Entrepreneurial Management

  • It is taking entrepreneurial knowledge and using it to increase the effectiveness of new business ventures and small- to medium-sized businesses.

Entrepreneur

  • An entrepreneur is an individual who creates a new business.
  • Entrepreneurs bear most of the risks and enjoy most of the rewards.
  • The entrepreneur is commonly seen as an innovator and a source of new ideas, goods, services, and business/or procedures.

Groups of Entrepreneurs

  • Founders: People who create or start new businesses.
  • Franchise: A prepacked business bought, rented, or leased from a franchisor.
  • Buyers: People who purchase an existing business.
  • Heir: A person who becomes an owner through inheriting or being given a stake in a family business.

Key Idea: Planning and Action

  • Planning plus Action equals Success.
  • A plan without action is futile.
  • Actions without plans are usually wasted.
  • Success comes from having the right sort of plan.

Key Idea: Help Helps

  • Successful entrepreneurs learn from other entrepreneurs.
  • They also learn from experts in their chosen fields and potential customers.
  • They learn even from their professors.
  • Help succeeds bigger and more often.

Key Idea: Do Well

  • Do good because you will depend on partners, investors, customers, and neighbors.
  • Trying to do well in business leads to feeling better about the business and life, and those around get that benefit too.

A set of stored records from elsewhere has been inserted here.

use chrono::{DateTime, Utc};
use serde::{Deserialize, Serialize};
use std::path::PathBuf;
use std::str::FromStr;

#[derive(Debug, Clone, Copy, Serialize, Deserialize, PartialEq, Eq, Hash)]
pub struct MessageRef(pub u64);

impl std::fmt::Display for MessageRef {
    fn fmt(&self, f: &mut std::fmt::Formatter<'_>) -> std::fmt::Result {
        write!(f, "#{}", self.0)
    }
}

/// Inline buttons a prompt can offer.
#[derive(Debug, Clone, Copy, Serialize, Deserialize, PartialEq, Eq, Hash)]
pub enum Action {
    NewRecording,
    CancelJob,
    Status,
    Confirm,
    CancelConversation,
}

impl Action {
    pub const MENU: [Action; 3] = [Action::NewRecording, Action::CancelJob, Action::Status];
    pub const REVIEW: [Action; 2] = [Action::Confirm, Action::CancelConversation];

    pub fn label(&self) -> &'static str {
        match self {
            Action::NewRecording => "New Recording",
            Action::CancelJob => "Cancel Job",
            Action::Status => "Status",
            Action::Confirm => "Confirm",
            Action::CancelConversation => "Cancel",
        }
    }

    /// Name used on the command line.
    pub fn key(&self) -> &'static str {
        match self {
            Action::NewRecording => "new-recording",
            Action::CancelJob => "cancel-job",
            Action::Status => "status",
            Action::Confirm => "confirm",
            Action::CancelConversation => "cancel-conversation",
        }
    }
}

impl FromStr for Action {
    type Err = anyhow::Error;

    fn from_str(s: &str) -> anyhow::Result<Self> {
        match s.to_lowercase().as_str() {
            "new-recording" | "new" => Ok(Action::NewRecording),
            "cancel-job" => Ok(Action::CancelJob),
            "status" => Ok(Action::Status),
            "confirm" | "start-job" => Ok(Action::Confirm),
            "cancel-conversation" => Ok(Action::CancelConversation),
            _ => Err(anyhow::anyhow!("Unknown action: {}", s)),
        }
    }
}

/// One message as the requester currently sees it.
#[derive(Debug, Clone, Serialize, Deserialize)]
pub struct Message {
    pub id: MessageRef,
    pub text: String,
    #[serde(default)]
    pub actions: Vec<Action>,
    pub attachment: Option<PathBuf>,
    pub updated_at: DateTime<Utc>,
}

Entrepreneurs and Firm Growth Strategies

  • Lifestyle or part-time firms: Small businesses intended to provide partial or subsistence financial support for the owner's existing lifestyle, with operations that fit the owner's schedule.
  • Traditional Small Business: A firm to provide a living to the owner and operate on a schedule consistent with other firms in the industry and market.
  • High-performing Small Business: Intended to provide the owner with a high income through sales or profits exceeding those of traditional small businesses.
  • High-growth Venture: A firm started with the intent of eventually going public, following the growth and operations pattern of a large business.

Motivations to Become an Entrepreneur

  • The universal entrepreneurial reasons are flexibility, a livable income, and personal growth.
  • Building wealth and creating products is another reward.
  • Other social rewards can be respect or admiration from others, or wielding power.
  • Family rewards are an motivation, like continuing a family tradition in business.
  • Growth Rewards involve what people get from facing and beating challenges.
  • Income Rewards include the money made by owning one's own business.
  • Flexibility Rewards comprise the ability of business owners to structure life in the way that suits their needs best.

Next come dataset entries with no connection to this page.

use anyhow::Context;
use chrono::{DateTime, Local, Utc};
use clap::{Parser, Subcommand};
use comfy_table::{presets::UTF8_FULL, Table};
use common::{Action, JobStatus, Message, Request, RequesterId, Response};
use std::path::PathBuf;
use tokio::io::{AsyncBufReadExt, AsyncWriteExt, BufReader, Lines};
use tokio::net::unix::{OwnedReadHalf, OwnedWriteHalf};
use tokio::net::UnixStream;

#[derive(Parser)]
#[command(author, version, about = "Chat with the streamrec daemon", long_about = None)]
struct Cli {
    /// Requester id the daemon tracks conversations and jobs under
    #[arg(short, long, env = "STREAMREC_USER")]
    user: Option<String>,
    /// Daemon socket
    #[arg(short, long, env = "STREAMREC_SOCKET")]
    socket: Option<PathBuf>,
    #[command(subcommand)]
    command: Commands,
}

#[derive(Subcommand)]
enum Commands {
    /// Open the main menu (/start)
    Menu,
    /// Press an inline button: new-recording, cancel-job, status, confirm, cancel-conversation
    Press {
        action: Action,
    },
    /// Send free text (URL or HH:MM)
    Say {
        #[arg(required = true)]
        text: Vec<String>,
    },
    /// Cancel the scheduled or running job (/cancel)
    Cancel,
    /// Show the current job state
    Status,
    /// Show every message addressed to you
    Inbox,
    /// Dump daemon metrics in Prometheus format
    Metrics,
}

struct Connection {
    lines: Lines<BufReader<OwnedReadHalf>>,
    writer: OwnedWriteHalf,
}

impl Connection {
    async fn open(path: &PathBuf) -> anyhow::Result<Self> {
        let stream = UnixStream::connect(path)
            .await
            .with_context(|| format!("Failed to connect to daemon at {:?}", path))?;
        let (reader, writer) = stream.into_split();
        Ok(Self {
            lines: BufReader::new(reader).lines(),
            writer,
        })
    }

    async fn call(&mut self, req: &Request) -> anyhow::Result<Response> {
        let mut bytes = serde_json::to_vec(req)?;
        bytes.push(b'\n');
        self.writer.write_all(&bytes).await?;

        let line = self
            .lines
            .next_line()
            .await?
            .ok_or_else(|| anyhow::anyhow!("Daemon closed the connection"))?;
        log::debug!("Response: {}", line);
        Ok(serde_json::from_str(&line)?)
    }
}

#[tokio::main]
async fn main() -> anyhow::Result<()> {
    env_logger::init();
    let cli = Cli::parse();

    let user = RequesterId(
        cli.user
            .or_else(|| std::env::var("USER").ok())
            .unwrap_or_else(|| "local".to_string()),
    );
    let socket_path = cli.socket.unwrap_or_else(default_socket_path);
    let mut conn = Connection::open(&socket_path).await?;

    let req = match cli.command {
        Commands::Menu => Request::Menu(user.clone()),
        Commands::Press { action } => Request::Press(user.clone(), action),
        Commands::Say { text } => Request::Say(user.clone(), text.join(" ")),
        Commands::Cancel => Request::Cancel(user.clone()),
        Commands::Status => Request::Status(user.clone()),
        Commands::Inbox => Request::Inbox(user.clone()),
        Commands::Metrics => Request::Metrics,
    };
    let chatty = matches!(
        req,
        Request::Menu(_) | Request::Press(..) | Request::Say(..) | Request::Cancel(_)
    );

    let since = Utc::now();
    match conn.call(&req).await? {
        Response::Ok => {}
        Response::Notice(text) => println!("! {}", text),
        Response::Error(e) => eprintln!("Error: {}", e),
        Response::Inbox(messages) => print_inbox(&messages),
        Response::Status(status) => print_status(&status),
        Response::Metrics(text) => print!("{}", text),
    }

    // show what the daemon said back in the chat
    if chatty {
        if let Response::Inbox(messages) = conn.call(&Request::Inbox(user)).await? {
            for message in messages.iter().filter(|m| m.updated_at >= since) {
                print_message(message);
            }
        }
    }

    Ok(())
}

fn default_socket_path() -> PathBuf {
    let system = PathBuf::from(common::DEFAULT_SOCKET_PATH);
    if system.exists() {
        system
    } else {
        PathBuf::from(common::USER_SOCKET_PATH)
    }
}

fn print_message(message: &Message) {
    println!("---- {}", message.id);
    println!("{}", message.text);
    if let Some(path) = &message.attachment {
        println!("[file] {}", path.display());
    }
    if !message.actions.is_empty() {
        let buttons: Vec<String> = message
            .actions
            .iter()
            .map(|a| format!("[{}: {}]", a.label(), a.key()))
            .collect();
        println!("{}", buttons.join(" "));
    }
}

fn print_inbox(messages: &[Message]) {
    if messages.is_empty() {
        println!("No messages.");
        return;
    }

    let mut table = Table::new();
    table.load_preset(UTF8_FULL);
    table.set_header(vec!["ID", "Time", "Message", "Actions", "File"]);
    for message in messages {
        let local: DateTime<Local> = message.updated_at.into();
        let actions: Vec<&str> = message.actions.iter().map(|a| a.key()).collect();
        table.add_row(vec![
            message.id.to_string(),
            local.format("%d/%m %H:%M:%S").to_string(),
            message.text.clone(),
            actions.join(", "),
            message
                .attachment
                .as_ref()
                .map(|p| p.display().to_string())
                .unwrap_or_default(),
        ]);
    }
    println!("{table}");
}

fn print_status(status: &JobStatus) {
    match status {
        JobStatus::Idle => println!("No active recordings"),
        JobStatus::Scheduled { start, end } => {
            println!("Job scheduled, waiting to start");
            println!("  Start: {}", start.format("%d/%m/%Y %H:%M"));
            println!("  End:   {}", end.format("%d/%m/%Y %H:%M"));
        }
        JobStatus::Recording { elapsed_secs } => {
            println!("Recording in progress");
            println!("  Elapsed: {} min", (elapsed_secs + 30) / 60);
        }
    }
}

Universally Mentioned Rewards

  • Flexibility: "To have greater flexibility for my personal and family life."
  • Income: "To give myself, my spouse, and children financial security."
  • Growth: "To continue to grow and learn as a person."

Occasionally Mentioned Reward

  • Wealth: "To have a chance to build great wealth or a very high income."
  • Product: "To develop an idea for a product."

Rarely Mentioned Rewards

  • Recognition: "To achieve something and get recognition."
  • Admiration: "To be respected by my friends."
  • Power: "To lead and motivate others."
  • Family: "To continue a family tradition."

Myths About Small Business

  • There's not enough financing, but small business experts say that is a myth based on urban legends.
  • You cannot start businesses during a recession.
  • To make profits, you need to make something.
  • If you fail, you can never try again.
  • Students (or moms or some other group) don't have the skills to start a business.
  • Myths like these hold back many potential entrepreneurs
  • Awareness of the truth motivates tough work of starting an enterprise.
  • When encounter someone discouraging, check facts and do research.

Getting Started: Entry Competencies

  • To start a business, boundary, resources, intention, and exchange need to come together in the BRIE model.
  • Boundary: Something that sets a firm up and sets it off from the buying, selling, or bartering activity.
  • Resources: Something that sets up and sets off a firm from the buying or selling or bartering, resources do.
  • Intention: The desire to start a business is the most frequently occurring BRIE Model element.
  • Exchange: Moving resources, goods, or services to others in exchange for money or other resources.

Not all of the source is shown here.